En el año que nos ha dejado, cerca de medio millón de españolitos presentaron su carta de dimisión y se fueron al otro barrio. No es de extrañar viendo lo difícil que resulta últimamente vivir en éste. Como al Gobierno aún le parecen pocos anda empeñado en dar matarile a algunos más, y acaba de aprobar la ley de la eutanasia. Ahora son las izquierdas quienes gritan viva la muerte.

De un tiempo a esta parte, el Consejo de Ministros parece una funeraria, y no solo por la situación del país o por el premonitorio parecido del ministro de Sanidad con un enterrador. Uno, en su candidez, pensaba que el progreso era defender la vida, pero debo estar equivocado viendo los aplausos que se daban los diputados celebrando que ya nos pueden suicidar. En esto de aplaudir siempre destaca la ministra portavoz, que más parece un palmero en la feria de Jerez que la artífice de la última subida de impuestos; será porque es andaluza, pese a que al hablar no lo parezca. Desde la exhumación de Franco le han cogido el gusto a los enterramientos, pero ahora también quieren llevarnos a los vivos al hoyo, aunque sin helicóptero ni televisión. Hay quien justifica esta nueva suerte del cachetero en la salvaguarda de la dignidad de los enfermos, pero más les valdría preocuparse por la indignidad de algunos que dicen estar sanos.
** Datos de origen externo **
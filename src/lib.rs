use std::env;
use clap::Parser;
use crate::config::types::LogLevel;
use crate::error::AppRunError;
use crate::gui::application::{run_application, Overrides};

pub mod config;
pub mod device;
pub mod error;
pub mod gui;
pub mod playback;
pub mod protocol;
pub mod session;

/// Remote control for a DexRadio internet radio over Bluetooth LE.
#[derive(Debug, Parser)]
#[command(version, about)]
pub struct Cli {
    /// Advertised name of the radio to connect to, instead of the configured one
    #[arg(long)]
    pub device_name: Option<String>,

    /// Log level, instead of the configured one
    #[arg(long, value_enum)]
    pub log_level: Option<LogLevel>,
}

/// Everything is dispatched to the sinks, `log::set_max_level` decides what is actually written.
/// Starts out at `Info` until the config has been read.
pub fn init_logging(level: Option<LogLevel>) {
    let mut dispatch = fern::Dispatch::new()
        .format(|out, message, record| {
            out.finish(format_args!(
                "[{} {} {}] {}",
                humantime::format_rfc3339(std::time::SystemTime::now()),
                record.level(),
                record.target(),
                message
            ))
        })
        .level(log::LevelFilter::Trace)
        .level_for("btleplug", log::LevelFilter::Info)
        .chain(std::io::stderr());

    if let Ok(log_file) = env::var("LOG_FILE") {
        dispatch = dispatch.chain(
            fern::log_file(log_file).expect("Failed to open LOG_FILE")
        );
    }

    dispatch.apply().expect("Failed to initialize logger");
    log::set_max_level(level.map(LogLevel::to_filter).unwrap_or(log::LevelFilter::Info));
}

pub fn run(cli: Cli) -> Result<(), AppRunError> {
    let overrides = Overrides {
        device_name: cli.device_name,
        log_level: cli.log_level,
    };

    run_application(overrides)?;
    Ok(())
}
Acaso por ser hijo, yerno, hermano y cuñado de médico siempre he tenido admiración por la Medicina - hasta el punto de estudiar la carrera de Derecho - de ahí que me cueste imaginar a los sanitarios cambiando la bata por el traje de puntillero. Tampoco parece razonable que la próxima ampliación del hospital sea para dar cabida al patíbulo, o que el juramento hipocrático tenga que realizarse con los dedos cruzados. Muy pronto, los abuelitos ingresados en la planta de geriatría matarán las horas regando crisantemos, mientras el notario de guardia les ajusta una pulsera identificativa en la que puede leerse morituri te salutant. «Doctor Pinillos, me han dicho que es usted infalible; deje a la solterona de mi tía Asunción seca en un santiamén», comentaba con admiración el sobrino mientras empujaba la sillita camino del cadalso. «No me llames de usted, Pinillos. Puedes llamarme Ángel… exterminador».

Es notorio que el futuro de las pensiones no resulta nada halagüeño, pero resulta excesivo que su viabilidad pase por aligerar el padrón municipal. En un par de años las pensiones de jubilación y viudedad se estudiarán en los libros de Historia, y la Seguridad Social, al igual que la cuenta de resultados de los crematorios, presentará superávit. En el hilo musical de los asilos ya suena «soy el novio de la muerte», mientras que frente al televisor un centenario don Gabriel ve por enésima vez «Autopista hacia el cielo». Por si acaso, tengo dicho a mis hijos que cuando enferme no me lleven al hospital. Como dice mi amigo Miguel Lara, «qué malo estoy, llevadme a un bar».

Para mi admirado Jardiel Poncela suicidarse era subirse en marcha a un coche fúnebre. No sabía el genial Enrique que ahora conduce Pedro Sánchez con Salvador Illa de copiloto.